From the records below, transcribe only the lines running from the one with "self.receiver.close();" through the one with "confidence (tesseract OSD)". Keep both of those end lines.

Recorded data
[Start of Attachment]

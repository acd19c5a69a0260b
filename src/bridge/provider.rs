//! Identity-provider collaborators consumed by the bridge.

use super::error::BridgeError;
use async_trait::async_trait;
use secrecy::{ExposeSecret, SecretString};
use std::{fmt, sync::Arc};
use tokio::sync::mpsc;

/// A short-lived bearer ID token minted by the identity provider.
#[derive(Clone)]
pub struct IdentityToken(SecretString);

impl IdentityToken {
    #[must_use]
    pub fn new(token: impl Into<String>) -> Self {
        Self(SecretString::from(token.into()))
    }

    #[must_use]
    pub fn expose(&self) -> &str {
        self.0.expose_secret()
    }
}

impl fmt::Debug for IdentityToken {
    fn fmt(&self, f: &mut fmt::Formatter<'_>) -> fmt::Result {
        f.write_str("IdentityToken(***)")
    }
}

/// The provider's signed-in user.
#[async_trait]
pub trait IdentityUser: Send + Sync {
    fn uid(&self) -> &str;

    fn email(&self) -> Option<&str>;

    fn display_name(&self) -> Option<&str>;

    fn photo_url(&self) -> Option<&str>;

    /// Fetch the user's current ID token, refreshing it if the provider deems it stale.
    async fn id_token(&self) -> Result<IdentityToken, BridgeError>;
}

/// A token-change notification.
#[derive(Clone)]
pub enum TokenChange {
    SignedIn(Arc<dyn IdentityUser>),
    SignedOut,
}

impl fmt::Debug for TokenChange {
    fn fmt(&self, f: &mut fmt::Formatter<'_>) -> fmt::Result {
        match self {
            Self::SignedIn(user) => f.debug_tuple("SignedIn").field(&user.uid()).finish(),
            Self::SignedOut => f.write_str("SignedOut"),
        }
    }
}

/// The identity provider: sign-in UI, token minting and refresh.
#[async_trait]
pub trait IdentityProvider: Send + Sync {
    /// Run the provider's interactive sign-in.
    async fn sign_in(&self) -> Result<(), BridgeError>;

    async fn sign_out(&self) -> Result<(), BridgeError>;

    /// Subscribe to token changes, delivered in order. Providers usually emit the
    /// current state right after subscription.
    fn subscribe_token_changes(&self) -> TokenSubscription;
}

type ReleaseHook = Box<dyn FnOnce() + Send>;

/// A live token-change subscription.
///
/// Unsubscribing (or dropping) closes the stream and runs the provider's release hook
/// exactly once.
pub struct TokenSubscription {
    receiver: mpsc::UnboundedReceiver<TokenChange>,
    release: Option<ReleaseHook>,
}

impl TokenSubscription {
    pub fn new(
        receiver: mpsc::UnboundedReceiver<TokenChange>,
        release: impl FnOnce() + Send + 'static,
    ) -> Self {
        Self {
            receiver,
            release: Some(Box::new(release)),
        }
    }

    /// A subscription with nothing to release on the provider side.
    #[must_use]
    pub fn from_receiver(receiver: mpsc::UnboundedReceiver<TokenChange>) -> Self {
        Self {
            receiver,
            release: None,
        }
    }

    /// Wait for the next change; `None` once the provider stops publishing.
    pub async fn next(&mut self) -> Option<TokenChange> {
        self.receiver.recv().await
    }

    pub fn unsubscribe(mut self) {
        self.release();
    }

    fn release(&mut self) {
        self.receiver.close();
        if let Some(release) = self.release.take() {
            release();
        }
    }
}

impl Drop for TokenSubscription {
    fn drop(&mut self) {
        self.release();
    }
}

impl fmt::Debug for TokenSubscription {
    fn fmt(&self, f: &mut fmt::Formatter<'_>) -> fmt::Result {
        f.debug_struct("TokenSubscription")
            .field("released", &self.release.is_none())
            .finish_non_exhaustive()
    }
}
//! External capability contracts and their production implementations.
//!
//! The pipeline never talks to poppler or tesseract directly; it goes
//! through these traits so tests can substitute deterministic fakes:
//!
//! - `PageRenderer`: PDF bytes to ordered page rasters (pdftoppm/pdfinfo)
//! - `OrientationClassifier`: one raster to a 0/90/180/270 rotation guess
//!   with confidence (tesseract OSD)
//! - `TextRecognizer`: one raster to text, mean confidence and word boxes
//!   (tesseract TSV output)

mod osd;
mod poppler;
mod tesseract;

pub use osd::TesseractOsd;
pub use poppler::PopplerRenderer;
pub use tesseract::{RecognizedPage, TesseractRecognizer};
pub(crate) use tesseract::engine_version as tesseract_version;

use image::{DynamicImage, GrayImage};

use crate::error::CapabilityError;
use crate::models::{PageImage, RecognitionParams};

/// Renders a PDF into ordered page rasters.
pub trait PageRenderer: Send + Sync {
    /// Page count of the document, used to validate selections up front.
    fn page_count(&self, pdf: &[u8]) -> Result<u32, CapabilityError>;

    /// Render pages at the given resolution. `range` limits rendering to an
    /// inclusive 1-based page range; page numbering in the result reflects
    /// the document, not the render window.
    fn render(
        &self,
        pdf: &[u8],
        dpi: u32,
        thread_hint: u32,
        range: Option<(Option<u32>, Option<u32>)>,
    ) -> Result<Vec<PageImage>, CapabilityError>;
}

/// Classifies the orientation of a preprocessed page raster.
pub trait OrientationClassifier: Send + Sync {
    /// Returns (rotation in {0, 90, 180, 270}, confidence 0-100).
    fn classify(&self, image: &GrayImage) -> Result<(u16, f32), CapabilityError>;
}

/// Recognizes the text of one corrected page raster.
pub trait TextRecognizer: Send + Sync {
    fn recognize(
        &self,
        image: &DynamicImage,
        params: &RecognitionParams,
    ) -> Result<RecognizedPage, CapabilityError>;
}

/// Check if a binary is available in PATH.
pub fn check_binary(name: &str) -> bool {
    which::which(name).is_ok()
}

[End of Attachment]

*RESPONSE*
        self.receiver.close();
        if let Some(release) = self.release.take() {
            release();
        }
    }
}

impl Drop for TokenSubscription {
    fn drop(&mut self) {
        self.release();
    }
}

impl fmt::Debug for TokenSubscription {
    fn fmt(&self, f: &mut fmt::Formatter<'_>) -> fmt::Result {
        f.debug_struct("TokenSubscription")
            .field("released", &self.release.is_none())
            .finish_non_exhaustive()
    }
}
//! External capability contracts and their production implementations.
//!
//! The pipeline never talks to poppler or tesseract directly; it goes
//! through these traits so tests can substitute deterministic fakes:
//!
//! - `PageRenderer`: PDF bytes to ordered page rasters (pdftoppm/pdfinfo)
//! - `OrientationClassifier`: one raster to a 0/90/180/270 rotation guess
//!   with confidence (tesseract OSD)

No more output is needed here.